From Edward Steichen’s iconic portrait of silent film star Gloria Swanson (1924) to Annie Leibovitz’s influential gatefold covers for Vanity Fair’s annual Hollywood issue (1995-2014), Burn with Desire: Photography and Glamour explores how photography has shaped notions of glamour, sensuality and femininity in Western culture. Drawing on prints from the RIC’s Black Star Collection of photoreportage, as well as other holdings internationally, this multimedia exhibition provides a historical survey encompassing Hollywood studio portraits, red-carpet premieres, and “behind-the-scenes” snapshots of film sets and stars at rest. Alongside these photographs, a series of artistic projects offer a critical address of traditional ideals of glamour, including works by Richard Avedon, Cindy Sherman, and Andy Warhol.

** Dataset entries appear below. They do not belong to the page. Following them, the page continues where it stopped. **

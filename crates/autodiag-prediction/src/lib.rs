//! Fault prediction for the autodiag workspace.
//!
//! A [`PredictionOrchestrator`] takes one [`VehicleState`] snapshot, turns it
//! into an [`InferenceRequest`], invokes an [`InferenceCapability`] exactly
//! once and decodes the answer into a strictly typed [`PredictionResult`].
//! At most one call is in flight at a time.
//!
//! # Modules
//!
//! - [`result`] - [`PredictionResult`], [`Severity`], [`FaultCode`]
//! - [`schema`] - Response schema and strict decoding
//! - [`request`] - Prompt and request construction
//! - [`credential`] - [`ApiKey`] resolution
//! - [`config`] - [`PredictionConfig`]
//! - [`capability`] - The capability trait
//! - [`gemini`] - HTTP implementation of the capability
//! - [`orchestrator`] - The single-flight state machine
//!
//! [`VehicleState`]: autodiag_telemetry::VehicleState

#![deny(unsafe_op_in_unsafe_fn, clippy::unwrap_used)]
#![warn(missing_docs, rust_2018_idioms)]

pub mod capability;
pub mod config;
pub mod credential;
pub mod gemini;
pub mod orchestrator;
pub mod request;
pub mod result;
pub mod schema;

pub use autodiag_errors::{PredictionError, PredictionErrorKind, SchemaViolations};
pub use capability::InferenceCapability;
pub use config::PredictionConfig;
pub use credential::{API_KEY_ENV, ApiKey, PLACEHOLDER_API_KEY};
pub use gemini::GeminiClient;
pub use orchestrator::{PredictionOrchestrator, PredictionPermit, PredictionStatus};
pub use request::{InferenceRequest, build_prompt};
pub use result::{FaultCode, PredictionResult, Severity};
pub use schema::{decode_prediction, response_schema};
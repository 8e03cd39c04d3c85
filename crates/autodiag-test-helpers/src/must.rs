//! Unwrap helpers for test code.
//!
//! Production code never unwraps. Tests that would rather fail loudly than
//! thread a `Result` use these instead of `unwrap()`, and get the caller's
//! location in the panic through `#[track_caller]`.

use std::fmt::Debug;

/// Unwrap a `Result`, panicking with the error on `Err`.
///
/// # Example
///
/// ```rust
/// use autodiag_test_helpers::must;
///
/// let value = must("42".parse::<u32>());
/// assert_eq!(value, 42);
/// ```
///
/// # Panics
///
/// Panics if the result is `Err`.
#[track_caller]
pub fn must<T, E: Debug>(result: Result<T, E>) -> T {
    match result {
        Ok(v) => v,
        Err(e) => panic!("must: unexpected Err: {e:?}"),
    }
}

/// Unwrap an `Option`, panicking with `msg` on `None`.
///
/// # Panics
///
/// Panics if the option is `None`.
#[track_caller]
pub fn must_some<T>(option: Option<T>, msg: &str) -> T {
    match option {
        Some(v) => v,
        None => panic!("must_some: {msg}"),
    }
}

/// Unwrap a `Result` with a context message.
///
/// # Panics
///
/// Panics if the result is `Err`, with the context and error value.
#[track_caller]
pub fn must_with<T, E: Debug>(result: Result<T, E>, context: &str) -> T {
    match result {
        Ok(v) => v,
        Err(e) => panic!("must_with: {context}: {e:?}"),
    }
}

/// Unwrap the `Err` side, panicking with the value on `Ok`.
///
/// # Panics
///
/// Panics if the result is `Ok`.
#[track_caller]
pub fn must_err<T: Debug, E>(result: Result<T, E>) -> E {
    match result {
        Ok(v) => panic!("must_err: unexpected Ok: {v:?}"),
        Err(e) => e,
    }
}

#[cfg(feature = "mock")]
mod async_helpers {
    use super::*;
    use std::future::Future;

    /// Await a future that returns `Result`, unwrapping with context on error.
    ///
    /// This is the async version of [`must`].
    ///
    /// # Panics
    ///
    /// Panics if the future resolves to `Err`.
    pub async fn must_async<F, T, E>(future: F) -> T
    where
        F: Future<Output = Result<T, E>>,
        E: Debug,
    {
        match future.await {
            Ok(v) => v,
            Err(e) => panic!("must_async: unexpected Err: {e:?}"),
        }
    }
}

#[cfg(feature = "mock")]
pub use async_helpers::must_async;
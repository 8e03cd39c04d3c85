//! Shared test utilities for autodiag.
//!
//! # Modules
//!
//! - [`mod@must`] - Unwrap helpers with `#[track_caller]`
//! - [`assertions`] - Float, range and error-kind assertion macros
//! - [`mock`] - Scripted inference capability with call counting and gating
//! - [`fixtures`] - Canned capability payloads
//! - [`prelude`] - Convenience re-exports
//!
//! # Usage
//!
//! ```toml
//! [dev-dependencies]
//! autodiag-test-helpers = { workspace = true }
//! ```

#![deny(unsafe_op_in_unsafe_fn)]
#![allow(clippy::unwrap_used, clippy::panic)]

pub mod assertions;
pub mod must;
pub mod prelude;

#[cfg(feature = "mock")]
pub mod mock;

#[cfg(feature = "fixtures")]
pub mod fixtures;

pub use must::*;
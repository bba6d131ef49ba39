//! Resilience components guarding the remote path.
//!
//! One [`CircuitBreaker`] instance exists per remote dependency name for the
//! process lifetime, and one [`ConcurrencyGovernor`] bounds all remote-mode
//! dispatch. Both are shared mutable state with internal synchronization,
//! injected into the pipeline rather than reached as globals.

pub mod circuit_breaker;
pub mod governor;

pub use circuit_breaker::{BreakerConfig, BreakerError, CircuitBreaker, CircuitState, GuardedCall};
pub use governor::{AdmissionError, AdmissionPermit, ConcurrencyGovernor};
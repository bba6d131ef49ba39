//! Tool adapters: local collaborators, remote forwarders, and the registry
//! that presents them behind one executor port.

pub mod command;
pub mod data;
pub mod file;
pub mod local;
pub mod location;
pub mod registry;
pub mod remote;

pub use local::LocalToolExecutor;
pub use registry::ToolRegistry;
pub use remote::RemoteToolClient;

use switchboard_domain::ToolSpec;

/// The default local tool set.
pub fn local_tool_spec() -> ToolSpec {
    ToolSpec::new()
        .register(location::current_location_definition())
        .register(file::read_file_definition())
        .register(file::find_files_definition())
        .register(command::run_command_definition())
        .register(data::summarize_data_definition())
}
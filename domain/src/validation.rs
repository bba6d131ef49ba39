//! Layered response validation.
//!
//! Three ordered layers stand between a model draft and the caller:
//!
//! 1. **Recovery** — a missing or blank draft is rebuilt from the most
//!    recent successful tool output in the plan.
//! 2. **Scrub** — the draft is scanned for leaked planning payloads,
//!    deflections ("you can run ..."), emptiness, and suspicious brevity;
//!    failures are replaced with tool output or a generic acknowledgement.
//! 3. **Finalize** — one last emptiness/leak check that substitutes a fixed
//!    safe message. This layer cannot fail.
//!
//! Invariant at the boundary: returned text is never empty, never a verbatim
//! planning payload, and never asks the caller to perform an action the
//! system can do itself.

use crate::plan::ToolCallPlan;
use serde::{Deserialize, Serialize};

/// Why a layer rewrote the draft.
#[derive(Debug, Clone, Copy, PartialEq, Eq, Serialize, Deserialize)]
#[serde(rename_all = "snake_case")]
pub enum RepairReason {
    MissingDraft,
    PlanLeak,
    Deflection,
    Empty,
    TooShort,
}

impl RepairReason {
    pub fn as_str(&self) -> &'static str {
        match self {
            RepairReason::MissingDraft => "missing_draft",
            RepairReason::PlanLeak => "plan_leak",
            RepairReason::Deflection => "deflection",
            RepairReason::Empty => "empty",
            RepairReason::TooShort => "too_short",
        }
    }
}

/// Verdict of a single inspection pass over one draft. Ephemeral: produced
/// and consumed inside the validator for one response.
#[derive(Debug, Clone)]
pub struct ValidationVerdict {
    pub ok: bool,
    pub reason: Option<RepairReason>,
    pub repaired_text: Option<String>,
}

impl ValidationVerdict {
    fn pass() -> Self {
        Self {
            ok: true,
            reason: None,
            repaired_text: None,
        }
    }

    fn repair(reason: RepairReason) -> Self {
        Self {
            ok: false,
            reason: Some(reason),
            repaired_text: None,
        }
    }
}

/// Final validated response handed back to the pipeline.
#[derive(Debug, Clone)]
pub struct ValidatedResponse {
    pub text: String,
    pub repaired: bool,
    pub reason: Option<RepairReason>,
}

/// The unconditional last-resort message. Kept short and free of anything
/// the scanners would flag.
pub const SAFE_FALLBACK: &str =
    "I ran into an issue while preparing a response — could you rephrase your request?";

/// Keys that mark a structured planning payload leaking into prose.
const PLAN_KEYS: &[&str] = &[
    "\"tool\"",
    "\"tool_name\"",
    "\"command\"",
    "\"arguments\"",
    "\"action\"",
    "'tool_name'",
    "'command'",
    "'arguments'",
];

/// Phrases that deflect work back to the caller.
const DEFLECTIONS: &[&str] = &[
    "you can run",
    "you could run",
    "please run",
    "try running",
    "run the following",
    "you can execute",
    "paste the output",
    "share the output",
    "copy the output",
    "let me know the output",
];

fn contains_plan_leak(text: &str) -> bool {
    text.contains('{') && PLAN_KEYS.iter().any(|key| text.contains(key))
}

fn is_deflection(text: &str) -> bool {
    let lowered = text.to_lowercase();
    DEFLECTIONS.iter().any(|phrase| lowered.contains(phrase))
}

/// Layered output-safety gate.
#[derive(Debug, Clone)]
pub struct ResponseValidator {
    /// Below this many characters, a reply to a non-trivial query is
    /// considered truncated.
    min_substantive_len: usize,
    /// Word count above which a query counts as non-trivial.
    nontrivial_query_words: usize,
}

impl Default for ResponseValidator {
    fn default() -> Self {
        Self {
            min_substantive_len: 20,
            nontrivial_query_words: 8,
        }
    }
}

impl ResponseValidator {
    pub fn new() -> Self {
        Self::default()
    }

    /// Run all three layers. Never fails; always returns non-empty text.
    pub fn validate(
        &self,
        raw: Option<&str>,
        plan: &ToolCallPlan,
        request_text: &str,
    ) -> ValidatedResponse {
        // Layer 1: recover a missing or blank draft from the plan.
        let (draft, recovery_reason) = self.recover(raw, plan);

        // Layer 2: scan and substitute.
        let verdict = self.inspect(&draft, request_text);
        let (scrubbed, scrub_reason) = match verdict {
            ValidationVerdict { ok: true, .. } => (draft, None),
            ValidationVerdict {
                reason,
                repaired_text,
                ..
            } => (
                repaired_text.unwrap_or_else(|| self.acknowledgement(plan)),
                reason,
            ),
        };

        // Layer 3: unconditional guarantee.
        let text = Self::finalize(&scrubbed);
        let finalized = text != scrubbed.trim();

        let reason = recovery_reason.or(scrub_reason).or_else(|| {
            finalized.then_some(RepairReason::Empty)
        });

        ValidatedResponse {
            repaired: reason.is_some(),
            reason,
            text,
        }
    }

    /// Layer 1: if the raw result is missing or blank, rebuild from the most
    /// recent successful tool output.
    fn recover(&self, raw: Option<&str>, plan: &ToolCallPlan) -> (String, Option<RepairReason>) {
        match raw {
            Some(text) if !text.trim().is_empty() => (text.to_string(), None),
            _ => (
                self.recovered_from_plan(plan)
                    .unwrap_or_default(),
                Some(RepairReason::MissingDraft),
            ),
        }
    }

    /// Layer 2 detection. Exposed separately so each check is testable.
    pub fn inspect(&self, text: &str, request_text: &str) -> ValidationVerdict {
        if text.trim().is_empty() {
            return ValidationVerdict::repair(RepairReason::Empty);
        }
        if contains_plan_leak(text) {
            return ValidationVerdict::repair(RepairReason::PlanLeak);
        }
        if is_deflection(text) {
            return ValidationVerdict::repair(RepairReason::Deflection);
        }
        let query_words = request_text.split_whitespace().count();
        if query_words >= self.nontrivial_query_words && text.trim().len() < self.min_substantive_len
        {
            return ValidationVerdict::repair(RepairReason::TooShort);
        }
        ValidationVerdict::pass()
    }

    /// Layer 3: re-check emptiness and leaks one final time. Infallible.
    pub fn finalize(text: &str) -> String {
        let trimmed = text.trim();
        if trimmed.is_empty() || contains_plan_leak(trimmed) {
            SAFE_FALLBACK.to_string()
        } else {
            trimmed.to_string()
        }
    }

    /// Prefer real tool output for substitutions, provided it would not
    /// itself trip the scanners.
    fn recovered_from_plan(&self, plan: &ToolCallPlan) -> Option<String> {
        let step = plan.last_success()?;
        let output = match &step.outcome {
            crate::plan::StepOutcome::Ok { output } => output,
            crate::plan::StepOutcome::Failed { .. } => return None,
        };
        if output.trim().is_empty() || contains_plan_leak(output) {
            return None;
        }
        Some(format!("Here's what I found: {}", output.trim()))
    }

    /// Generic acknowledgement of work done when no tool output is usable.
    fn acknowledgement(&self, plan: &ToolCallPlan) -> String {
        if let Some(recovered) = self.recovered_from_plan(plan) {
            return recovered;
        }
        if plan.is_empty() {
            SAFE_FALLBACK.to_string()
        } else {
            format!(
                "I carried out {} step(s) ({}) but couldn't compose a full summary of the result.",
                plan.len(),
                plan.distinct_tools().join(", ")
            )
        }
    }
}

#[cfg(test)]
mod tests {
    use super::*;
    use crate::plan::PlanStep;
    use std::collections::HashMap;

    fn plan_with_success(output: &str) -> ToolCallPlan {
        let mut plan = ToolCallPlan::new();
        plan.push(PlanStep::succeeded("find_files", HashMap::new(), output));
        plan
    }

    // ==================== Detection ====================

    #[test]
    fn test_plan_leak_detected() {
        assert!(contains_plan_leak(r#"{"command": "ls -la"}"#));
        assert!(contains_plan_leak(
            r#"Sure! {"tool_name": "find_files", "arguments": {}}"#
        ));
        assert!(!contains_plan_leak("The files are a.rs and b.rs"));
        // Braces without planning keys are honest prose (e.g. code snippets)
        assert!(!contains_plan_leak("In Rust, blocks use { and }"));
    }

    #[test]
    fn test_deflection_detected() {
        assert!(is_deflection("You can run `ls` and paste the output here."));
        assert!(is_deflection("Please run this command yourself"));
        assert!(!is_deflection("I ran the command; here are the results."));
    }

    // ==================== Layers ====================

    #[test]
    fn test_missing_draft_recovers_from_plan() {
        let validator = ResponseValidator::new();
        let plan = plan_with_success("a.rs, b.rs");

        let result = validator.validate(None, &plan, "list the rust files");
        assert!(result.repaired);
        assert_eq!(result.reason, Some(RepairReason::MissingDraft));
        assert!(result.text.contains("a.rs, b.rs"));
    }

    #[test]
    fn test_empty_input_yields_non_empty_output() {
        let validator = ResponseValidator::new();
        let plan = ToolCallPlan::new();

        for raw in [None, Some(""), Some("   \n  ")] {
            let result = validator.validate(raw, &plan, "anything");
            assert!(!result.text.trim().is_empty());
            assert!(result.repaired);
        }
    }

    #[test]
    fn test_leak_never_survives() {
        let validator = ResponseValidator::new();
        let plan = plan_with_success("42 files");

        let raw = r#"{"tool_name": "find_files", "arguments": {"pattern": "*.py"}}"#;
        let result = validator.validate(Some(raw), &plan, "list the python files here");

        assert!(!result.text.contains("\"tool_name\""));
        assert!(result.repaired);
        assert_eq!(result.reason, Some(RepairReason::PlanLeak));
        // Substitution preferred tool output over the generic message
        assert!(result.text.contains("42 files"));
    }

    #[test]
    fn test_leak_with_no_usable_plan_gets_generic_message() {
        let validator = ResponseValidator::new();
        let plan = ToolCallPlan::new();

        let raw = r#"{"command": "rm -rf /"}"#;
        let result = validator.validate(Some(raw), &plan, "clean up");

        assert_eq!(result.text, SAFE_FALLBACK);
    }

    #[test]
    fn test_deflection_substituted() {
        let validator = ResponseValidator::new();
        let plan = plan_with_success("total 12K used");

        let raw = "You can run `du -sh` yourself and paste the output.";
        let result = validator.validate(Some(raw), &plan, "how much disk space is used here");

        assert_eq!(result.reason, Some(RepairReason::Deflection));
        assert!(result.text.contains("total 12K used"));
    }

    #[test]
    fn test_short_reply_to_nontrivial_query_repaired() {
        let validator = ResponseValidator::new();
        let plan = plan_with_success("Apple: 391B, Microsoft: 245B");

        let result = validator.validate(
            Some("ok"),
            &plan,
            "compare the annual revenue of Apple and Microsoft for last year",
        );
        assert_eq!(result.reason, Some(RepairReason::TooShort));
        assert!(result.text.contains("391B"));
    }

    #[test]
    fn test_short_reply_to_trivial_query_passes() {
        let validator = ResponseValidator::new();
        let result = validator.validate(Some("Hello!"), &ToolCallPlan::new(), "hi");
        assert!(!result.repaired);
        assert_eq!(result.text, "Hello!");
    }

    #[test]
    fn test_clean_draft_untouched() {
        let validator = ResponseValidator::new();
        let text = "There are three Python files here: a.py, b.py and c.py.";
        let result = validator.validate(Some(text), &ToolCallPlan::new(), "list the python files");
        assert!(!result.repaired);
        assert_eq!(result.text, text);
    }

    #[test]
    fn test_finalize_is_idempotent() {
        for input in ["", "   ", r#"{"command": "x"}"#, "A normal sentence.", SAFE_FALLBACK] {
            let once = ResponseValidator::finalize(input);
            let twice = ResponseValidator::finalize(&once);
            assert_eq!(once, twice);
            assert!(!once.trim().is_empty());
        }
    }

    #[test]
    fn test_recovery_skips_leaky_tool_output() {
        let validator = ResponseValidator::new();
        let plan = plan_with_success(r#"{"command": "internal"}"#);

        let result = validator.validate(None, &plan, "do the thing");
        // The leaky tool output must not be promoted into the reply.
        assert!(!result.text.contains("internal"));
        assert!(!result.text.trim().is_empty());
    }
}
//! Data summary tool: summarize_data
//!
//! Lightweight local summary of a delimited data file: row and column
//! counts plus min/mean/max for every numeric column. Enough for "what's in
//! this file" questions without shipping the data anywhere.

use std::fs;
use std::path::Path;
use std::time::Instant;

use switchboard_domain::{
    ToolCall, ToolDefinition, ToolError, ToolMetadata, ToolParameter, ToolResult,
};

/// Tool name constant
pub const SUMMARIZE_DATA: &str = "summarize_data";

/// Maximum file size to summarize (20 MB)
const MAX_DATA_SIZE: u64 = 20 * 1024 * 1024;

/// Get the tool definition for summarize_data
pub fn summarize_data_definition() -> ToolDefinition {
    ToolDefinition::new(
        SUMMARIZE_DATA,
        "Summarize a delimited data file: row/column counts and numeric column statistics",
    )
    .with_parameter(ToolParameter::new("path", "Path to the data file", true))
}

/// Execute the summarize_data tool
pub fn execute_summarize_data(call: &ToolCall, working_dir: Option<&str>) -> ToolResult {
    let start = Instant::now();

    let path_str = match call.require_string("path") {
        Ok(p) => p,
        Err(e) => return ToolResult::failure(SUMMARIZE_DATA, e),
    };

    let candidate = Path::new(path_str);
    let path = match working_dir {
        Some(base) if candidate.is_relative() => Path::new(base).join(candidate),
        _ => candidate.to_path_buf(),
    };

    if !path.is_file() {
        return ToolResult::failure(SUMMARIZE_DATA, ToolError::NotFound(path_str.to_string()));
    }
    match fs::metadata(&path) {
        Ok(metadata) if metadata.len() > MAX_DATA_SIZE => {
            return ToolResult::failure(
                SUMMARIZE_DATA,
                ToolError::InvalidArgument(format!(
                    "file too large ({} bytes, limit {MAX_DATA_SIZE})",
                    metadata.len()
                )),
            );
        }
        Err(e) => {
            return ToolResult::failure(
                SUMMARIZE_DATA,
                ToolError::ExecutionFailed(format!("cannot stat '{path_str}': {e}")),
            );
        }
        _ => {}
    }

    let content = match fs::read_to_string(&path) {
        Ok(content) => content,
        Err(e) => {
            return ToolResult::failure(
                SUMMARIZE_DATA,
                ToolError::ExecutionFailed(format!("cannot read '{path_str}': {e}")),
            );
        }
    };

    match summarize(&content) {
        Some(summary) => {
            let bytes = content.len();
            ToolResult::success(SUMMARIZE_DATA, summary).with_metadata(ToolMetadata {
                duration_ms: Some(start.elapsed().as_millis() as u64),
                bytes: Some(bytes),
                path: Some(path_str.to_string()),
                ..Default::default()
            })
        }
        None => ToolResult::failure(
            SUMMARIZE_DATA,
            ToolError::InvalidArgument(format!("'{path_str}' has no tabular content")),
        ),
    }
}

fn summarize(content: &str) -> Option<String> {
    let mut lines = content.lines().filter(|l| !l.trim().is_empty());
    let header_line = lines.next()?;
    let delimiter = if header_line.contains('\t') { '\t' } else { ',' };
    let headers: Vec<&str> = header_line.split(delimiter).map(str::trim).collect();

    let mut rows = 0usize;
    let mut stats: Vec<Option<ColumnStats>> = vec![Some(ColumnStats::default()); headers.len()];

    for line in lines {
        rows += 1;
        for (index, cell) in line.split(delimiter).enumerate().take(headers.len()) {
            let Some(slot) = stats.get_mut(index) else {
                continue;
            };
            if let Some(column) = slot {
                match cell.trim().parse::<f64>() {
                    Ok(value) => column.record(value),
                    // One non-numeric cell disqualifies the column.
                    Err(_) => *slot = None,
                }
            }
        }
    }

    let mut summary = format!("{} rows, {} columns ({})", rows, headers.len(), headers.join(", "));
    for (header, slot) in headers.iter().zip(&stats) {
        if let Some(column) = slot
            && column.count > 0
        {
            summary.push_str(&format!(
                "\n{}: min {:.2}, mean {:.2}, max {:.2}",
                header,
                column.min,
                column.mean(),
                column.max
            ));
        }
    }
    Some(summary)
}

#[derive(Debug, Clone, Copy)]
struct ColumnStats {
    count: usize,
    sum: f64,
    min: f64,
    max: f64,
}

impl Default for ColumnStats {
    fn default() -> Self {
        Self {
            count: 0,
            sum: 0.0,
            min: f64::INFINITY,
            max: f64::NEG_INFINITY,
        }
    }
}

impl ColumnStats {
    fn record(&mut self, value: f64) {
        self.count += 1;
        self.sum += value;
        self.min = self.min.min(value);
        self.max = self.max.max(value);
    }

    fn mean(&self) -> f64 {
        if self.count == 0 {
            0.0
        } else {
            self.sum / self.count as f64
        }
    }
}

#[cfg(test)]
mod tests {
    use super::*;
    use std::io::Write;
    use tempfile::NamedTempFile;

    #[test]
    fn test_summarize_csv() {
        let mut temp_file = NamedTempFile::new().unwrap();
        writeln!(temp_file, "month,revenue,region").unwrap();
        writeln!(temp_file, "jan,100.0,emea").unwrap();
        writeln!(temp_file, "feb,200.0,emea").unwrap();
        writeln!(temp_file, "mar,300.0,apac").unwrap();

        let call = ToolCall::new(SUMMARIZE_DATA)
            .with_arg("path", temp_file.path().to_str().unwrap());
        let result = execute_summarize_data(&call, None);

        assert!(result.is_success());
        let output = result.output().unwrap();
        assert!(output.contains("3 rows, 3 columns"));
        assert!(output.contains("revenue: min 100.00, mean 200.00, max 300.00"));
        // Text columns get no statistics line
        assert!(!output.contains("region: min"));
    }

    #[test]
    fn test_summarize_tsv() {
        let mut temp_file = NamedTempFile::new().unwrap();
        writeln!(temp_file, "id\tscore").unwrap();
        writeln!(temp_file, "1\t0.5").unwrap();
        writeln!(temp_file, "2\t1.5").unwrap();

        let call = ToolCall::new(SUMMARIZE_DATA)
            .with_arg("path", temp_file.path().to_str().unwrap());
        let result = execute_summarize_data(&call, None);

        assert!(result.is_success());
        assert!(result.output().unwrap().contains("score: min 0.50"));
    }

    #[test]
    fn test_empty_file_is_invalid() {
        let temp_file = NamedTempFile::new().unwrap();
        let call = ToolCall::new(SUMMARIZE_DATA)
            .with_arg("path", temp_file.path().to_str().unwrap());
        let result = execute_summarize_data(&call, None);

        assert!(!result.is_success());
        assert_eq!(result.error().unwrap().code(), "INVALID_ARGUMENT");
    }

    #[test]
    fn test_missing_file() {
        let call = ToolCall::new(SUMMARIZE_DATA).with_arg("path", "/nope/data.csv");
        let result = execute_summarize_data(&call, None);
        assert_eq!(result.error().unwrap().code(), "NOT_FOUND");
    }
}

To complement this major exhibition, Anti-Glamour: Portraits of Women features photographic and video portraits by artists who address issues of female representation. Works by Marie Le Mounier, Katherine Lannin, Rebecca Belmore, Ange Leccia, Gunilla Josephson, Jo Spence and Leila Zahiri offer a contemporary counterpoint to the traditional standards that have shaped female identity. These projects range from ironic appropriation of attractive femmes fatales conjured by the film industry, to empowered bare-breasted figures proudly confronting the viewer. The works on view offer an alternative to imagery that often reduces women’s individuality to a recurrent iconography of vulnerability and seduction.

Burn with Desire and Anti-Glamour are curated by Gaëlle Morel, Exhibitions Curator at the RIC. Both exhibitions will be on view at the Ryerson Image Centre from January 21 to April 5, 2015.